What this task involves: Write out the whole listing again so that each line matches the original.

Extracted material:
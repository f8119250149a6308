//! Partial date selections and drill-down levels.
//!
//! A [`HierarchySelection`] is the active year, month or day a listing is
//! narrowed to. It can only be built through validating constructors, so
//! it always holds a real calendar date and the shape invariant (a day
//! needs a month, a month needs a year) never has to be re-checked.

use std::fmt;

use chrono::{Datelike, NaiveDate};
use derive_more::Display;
use serde::{Deserialize, Serialize};

use crate::calendar;
use crate::error::{Error, Result};

/// The granularity of choices offered at one step of the drill-down.
#[derive(Debug, Clone, Copy, PartialEq, Eq, PartialOrd, Ord, Hash, Display, Serialize, Deserialize)]
#[serde(rename_all = "lowercase")]
pub enum DrilldownLevel {
    /// Choose a year
    #[display("years")]
    Years,
    /// Choose a month of the selected year
    #[display("months")]
    Months,
    /// Choose a day of the selected month
    #[display("days")]
    Days,
}

impl DrilldownLevel {
    /// Level of the choices to offer given the current year/month lookups.
    ///
    /// A month without a year has no meaning and is rejected.
    pub fn for_lookup(year: Option<i32>, month: Option<u32>) -> Result<Self> {
        match (year, month) {
            (None, None) => Ok(Self::Years),
            (Some(_), None) => Ok(Self::Months),
            (Some(_), Some(_)) => Ok(Self::Days),
            (None, Some(month)) => Err(Error::invalid_selection(format!(
                "month {month} given without a year"
            ))),
        }
    }

    /// The granularity of a single choice at this level.
    #[must_use]
    pub const fn granularity(self) -> Granularity {
        match self {
            Self::Years => Granularity::Year,
            Self::Months => Granularity::Month,
            Self::Days => Granularity::Day,
        }
    }
}

/// How much of a date a selection pins down.
#[derive(Debug, Clone, Copy, PartialEq, Eq, PartialOrd, Ord, Hash, Display)]
pub enum Granularity {
    /// January 1 to the next January 1
    #[display("year")]
    Year,
    /// Day 1 to day 1 of the next month
    #[display("month")]
    Month,
    /// One midnight to the next
    #[display("day")]
    Day,
}

/// A validated year, month or day selection.
///
/// Stores the first day it covers together with its granularity.
#[derive(Debug, Clone, Copy, PartialEq, Eq, Hash, Serialize, Deserialize)]
#[serde(try_from = "SelectionParts", into = "SelectionParts")]
pub struct HierarchySelection {
    start: NaiveDate,
    granularity: Granularity,
}

/// The loose field form of a selection, as it arrives from a caller.
#[derive(Debug, Clone, Copy, Default, PartialEq, Eq, Serialize, Deserialize)]
pub struct SelectionParts {
    /// Selected year
    pub year: Option<i32>,
    /// Selected month (1-12), only with a year
    #[serde(default, skip_serializing_if = "Option::is_none")]
    pub month: Option<u32>,
    /// Selected day of month, only with a month
    #[serde(default, skip_serializing_if = "Option::is_none")]
    pub day: Option<u32>,
}

impl HierarchySelection {
    /// Select a whole year.
    pub fn year(year: i32) -> Result<Self> {
        Ok(Self {
            start: calendar::year_start(year)?,
            granularity: Granularity::Year,
        })
    }

    /// Select a whole month.
    pub fn month(year: i32, month: u32) -> Result<Self> {
        Ok(Self {
            start: calendar::month_start(year, month)?,
            granularity: Granularity::Month,
        })
    }

    /// Select a single day.
    pub fn day(year: i32, month: u32, day: u32) -> Result<Self> {
        Ok(Self {
            start: calendar::ymd(year, month, day)?,
            granularity: Granularity::Day,
        })
    }

    /// The year, month or day containing `date`.
    #[must_use]
    pub fn containing(date: NaiveDate, granularity: Granularity) -> Self {
        let start = match granularity {
            Granularity::Year => calendar::first_of_year(date),
            Granularity::Month => calendar::first_of_month(date),
            Granularity::Day => date,
        };
        Self { start, granularity }
    }

    /// Build a selection from optional fields.
    ///
    /// Returns `Ok(None)` when nothing is selected. A day without a month,
    /// or a month without a year, is a shape error.
    pub fn from_parts(year: Option<i32>, month: Option<u32>, day: Option<u32>) -> Result<Option<Self>> {
        match (year, month, day) {
            (None, None, None) => Ok(None),
            (Some(y), None, None) => Self::year(y).map(Some),
            (Some(y), Some(m), None) => Self::month(y, m).map(Some),
            (Some(y), Some(m), Some(d)) => Self::day(y, m, d).map(Some),
            (_, None, Some(d)) => Err(Error::invalid_selection(format!(
                "day {d} given without a month"
            ))),
            (None, Some(m), _) => Err(Error::invalid_selection(format!(
                "month {m} given without a year"
            ))),
        }
    }

    /// How much of the date is selected.
    #[must_use]
    pub const fn granularity(&self) -> Granularity {
        self.granularity
    }

    /// The selected year.
    #[must_use]
    pub fn year_value(&self) -> i32 {
        self.start.year()
    }

    /// The selected month, if any.
    #[must_use]
    pub fn month_value(&self) -> Option<u32> {
        (self.granularity >= Granularity::Month).then(|| self.start.month())
    }

    /// The selected day of month, if any.
    #[must_use]
    pub fn day_value(&self) -> Option<u32> {
        (self.granularity == Granularity::Day).then(|| self.start.day())
    }

    /// The first calendar day covered by the selection.
    #[must_use]
    pub const fn first_day(&self) -> NaiveDate {
        self.start
    }

    /// The level of choices offered below this selection.
    ///
    /// `None` for a day, which is the terminal level.
    #[must_use]
    pub const fn child_level(&self) -> Option<DrilldownLevel> {
        match self.granularity {
            Granularity::Year => Some(DrilldownLevel::Months),
            Granularity::Month => Some(DrilldownLevel::Days),
            Granularity::Day => None,
        }
    }

    /// The next coarser selection; `None` above a year ("all dates").
    #[must_use]
    pub fn parent(&self) -> Option<Self> {
        match self.granularity {
            Granularity::Year => None,
            Granularity::Month => Some(Self::containing(self.start, Granularity::Year)),
            Granularity::Day => Some(Self::containing(self.start, Granularity::Month)),
        }
    }

    /// The loose field form.
    #[must_use]
    pub fn parts(&self) -> SelectionParts {
        SelectionParts {
            year: Some(self.year_value()),
            month: self.month_value(),
            day: self.day_value(),
        }
    }
}

impl TryFrom<SelectionParts> for HierarchySelection {
    type Error = Error;

    fn try_from(parts: SelectionParts) -> Result<Self> {
        Self::from_parts(parts.year, parts.month, parts.day)?
            .ok_or_else(|| Error::invalid_selection("a selection needs at least a year"))
    }
}

impl From<HierarchySelection> for SelectionParts {
    fn from(selection: HierarchySelection) -> Self {
        selection.parts()
    }
}

impl fmt::Display for HierarchySelection {
    fn fmt(&self, f: &mut fmt::Formatter<'_>) -> fmt::Result {
        match self.granularity {
            Granularity::Year => write!(f, "{}", self.start.year()),
            Granularity::Month => write!(f, "{}", self.start.format("%Y-%m")),
            Granularity::Day => write!(f, "{}", self.start.format("%Y-%m-%d")),
        }
    }
}

/// Pick the starting lookup from the earliest and latest dates in a data set.
///
/// When all data falls in one year that year is preselected, and when it
/// also falls in one month that month is preselected too. Returns the
/// `(year, month)` lookups to start the drill-down from.
#[must_use]
pub fn narrowest_lookup(first: NaiveDate, last: NaiveDate) -> (Option<i32>, Option<u32>) {
    if first.year() != last.year() {
        return (None, None);
    }
    if first.month() == last.month() {
        (Some(first.year()), Some(first.month()))
    } else {
        (Some(first.year()), None)
    }
}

Solution for this problem:
repository f8119250149a6308
//! Partial date selections and drill-down levels.
//!
//! A [`HierarchySelection`] is the active year, month or day a listing is
//! narrowed to. It can only be built through validating constructors, so
//! it always holds a real calendar date and the shape invariant (a day
//! needs a month, a month needs a year) never has to be re-checked.

use std::fmt;

use chrono::{Datelike, NaiveDate};
use derive_more::Display;
use serde::{Deserialize, Serialize};

use crate::calendar;
use crate::error::{Error, Result};

/// The granularity of choices offered at one step of the drill-down.
#[derive(Debug, Clone, Copy, PartialEq, Eq, PartialOrd, Ord, Hash, Display, Serialize, Deserialize)]
#[serde(rename_all = "lowercase")]
pub enum DrilldownLevel {
    /// Choose a year
    #[display("years")]
    Years,
    /// Choose a month of the selected year
    #[display("months")]
    Months,
    /// Choose a day of the selected month
    #[display("days")]
    Days,
}

impl DrilldownLevel {
    /// Level of the choices to offer given the current year/month lookups.
    ///
    /// A month without a year has no meaning and is rejected.
    pub fn for_lookup(year: Option<i32>, month: Option<u32>) -> Result<Self> {
        match (year, month) {
            (None, None) => Ok(Self::Years),
            (Some(_), None) => Ok(Self::Months),
            (Some(_), Some(_)) => Ok(Self::Days),
            (None, Some(month)) => Err(Error::invalid_selection(format!(
                "month {month} given without a year"
            ))),
        }
    }

    /// The granularity of a single choice at this level.
    #[must_use]
    pub const fn granularity(self) -> Granularity {
        match self {
            Self::Years => Granularity::Year,
            Self::Months => Granularity::Month,
            Self::Days => Granularity::Day,
        }
    }
}

/// How much of a date a selection pins down.
#[derive(Debug, Clone, Copy, PartialEq, Eq, PartialOrd, Ord, Hash, Display)]
pub enum Granularity {
    /// January 1 to the next January 1
    #[display("year")]
    Year,
    /// Day 1 to day 1 of the next month
    #[display("month")]
    Month,
    /// One midnight to the next
    #[display("day")]
    Day,
}

/// A validated year, month or day selection.
///
/// Stores the first day it covers together with its granularity.
#[derive(Debug, Clone, Copy, PartialEq, Eq, Hash, Serialize, Deserialize)]
#[serde(try_from = "SelectionParts", into = "SelectionParts")]
pub struct HierarchySelection {
    start: NaiveDate,
    granularity: Granularity,
}

/// The loose field form of a selection, as it arrives from a caller.
#[derive(Debug, Clone, Copy, Default, PartialEq, Eq, Serialize, Deserialize)]
pub struct SelectionParts {
    /// Selected year
    pub year: Option<i32>,
    /// Selected month (1-12), only with a year
    #[serde(default, skip_serializing_if = "Option::is_none")]
    pub month: Option<u32>,
    /// Selected day of month, only with a month
    #[serde(default, skip_serializing_if = "Option::is_none")]
    pub day: Option<u32>,
}

impl HierarchySelection {
    /// Select a whole year.
    pub fn year(year: i32) -> Result<Self> {
        Ok(Self {
            start: calendar::year_start(year)?,
            granularity: Granularity::Year,
        })
    }

    /// Select a whole month.
    pub fn month(year: i32, month: u32) -> Result<Self> {
        Ok(Self {
            start: calendar::month_start(year, month)?,
            granularity: Granularity::Month,
        })
    }

    /// Select a single day.
    pub fn day(year: i32, month: u32, day: u32) -> Result<Self> {
        Ok(Self {
            start: calendar::ymd(year, month, day)?,
            granularity: Granularity::Day,
        })
    }

    /// The year, month or day containing `date`.
    #[must_use]
    pub fn containing(date: NaiveDate, granularity: Granularity) -> Self {
        let start = match granularity {
            Granularity::Year => calendar::first_of_year(date),
            Granularity::Month => calendar::first_of_month(date),
            Granularity::Day => date,
        };
        Self { start, granularity }
    }

    /// Build a selection from optional fields.
    ///
    /// Returns `Ok(None)` when nothing is selected. A day without a month,
    /// or a month without a year, is a shape error.
    pub fn from_parts(year: Option<i32>, month: Option<u32>, day: Option<u32>) -> Result<Option<Self>> {
        match (year, month, day) {
            (None, None, None) => Ok(None),
            (Some(y), None, None) => Self::year(y).map(Some),
            (Some(y), Some(m), None) => Self::month(y, m).map(Some),
            (Some(y), Some(m), Some(d)) => Self::day(y, m, d).map(Some),
            (_, None, Some(d)) => Err(Error::invalid_selection(format!(
                "day {d} given without a month"
            ))),
            (None, Some(m), _) => Err(Error::invalid_selection(format!(
                "month {m} given without a year"
            ))),
        }
    }

    /// How much of the date is selected.
    #[must_use]
    pub const fn granularity(&self) -> Granularity {
        self.granularity
    }

    /// The selected year.
    #[must_use]
    pub fn year_value(&self) -> i32 {
        self.start.year()
    }

    /// The selected month, if any.
    #[must_use]
    pub fn month_value(&self) -> Option<u32> {
        (self.granularity >= Granularity::Month).then(|| self.start.month())
    }

    /// The selected day of month, if any.
    #[must_use]
    pub fn day_value(&self) -> Option<u32> {
        (self.granularity == Granularity::Day).then(|| self.start.day())
    }

    /// The first calendar day covered by the selection.
    #[must_use]
    pub const fn first_day(&self) -> NaiveDate {
        self.start
    }

    /// The level of choices offered below this selection.
    ///
    /// `None` for a day, which is the terminal level.
    #[must_use]
    pub const fn child_level(&self) -> Option<DrilldownLevel> {
        match self.granularity {
            Granularity::Year => Some(DrilldownLevel::Months),
            Granularity::Month => Some(DrilldownLevel::Days),
            Granularity::Day => None,
        }
    }

    /// The next coarser selection; `None` above a year ("all dates").
    #[must_use]
    pub fn parent(&self) -> Option<Self> {
        match self.granularity {
            Granularity::Year => None,
            Granularity::Month => Some(Self::containing(self.start, Granularity::Year)),
            Granularity::Day => Some(Self::containing(self.start, Granularity::Month)),
        }
    }

    /// The loose field form.
    #[must_use]
    pub fn parts(&self) -> SelectionParts {
        SelectionParts {
            year: Some(self.year_value()),
            month: self.month_value(),
            day: self.day_value(),
        }
    }
}

impl TryFrom<SelectionParts> for HierarchySelection {
    type Error = Error;

    fn try_from(parts: SelectionParts) -> Result<Self> {
        Self::from_parts(parts.year, parts.month, parts.day)?
            .ok_or_else(|| Error::invalid_selection("a selection needs at least a year"))
    }
}

impl From<HierarchySelection> for SelectionParts {
    fn from(selection: HierarchySelection) -> Self {
        selection.parts()
    }
}

impl fmt::Display for HierarchySelection {
    fn fmt(&self, f: &mut fmt::Formatter<'_>) -> fmt::Result {
        match self.granularity {
            Granularity::Year => write!(f, "{}", self.start.year()),
            Granularity::Month => write!(f, "{}", self.start.format("%Y-%m")),
            Granularity::Day => write!(f, "{}", self.start.format("%Y-%m-%d")),
        }
    }
}

/// Pick the starting lookup from the earliest and latest dates in a data set.
///
/// When all data falls in one year that year is preselected, and when it
/// also falls in one month that month is preselected too. Returns the
/// `(year, month)` lookups to start the drill-down from.
#[must_use]
pub fn narrowest_lookup(first: NaiveDate, last: NaiveDate) -> (Option<i32>, Option<u32>) {
    if first.year() != last.year() {
        return (None, None);
    }
    if first.month() == last.month() {
        (Some(first.year()), Some(first.month()))
    } else {
        (Some(first.year()), None)
    }
}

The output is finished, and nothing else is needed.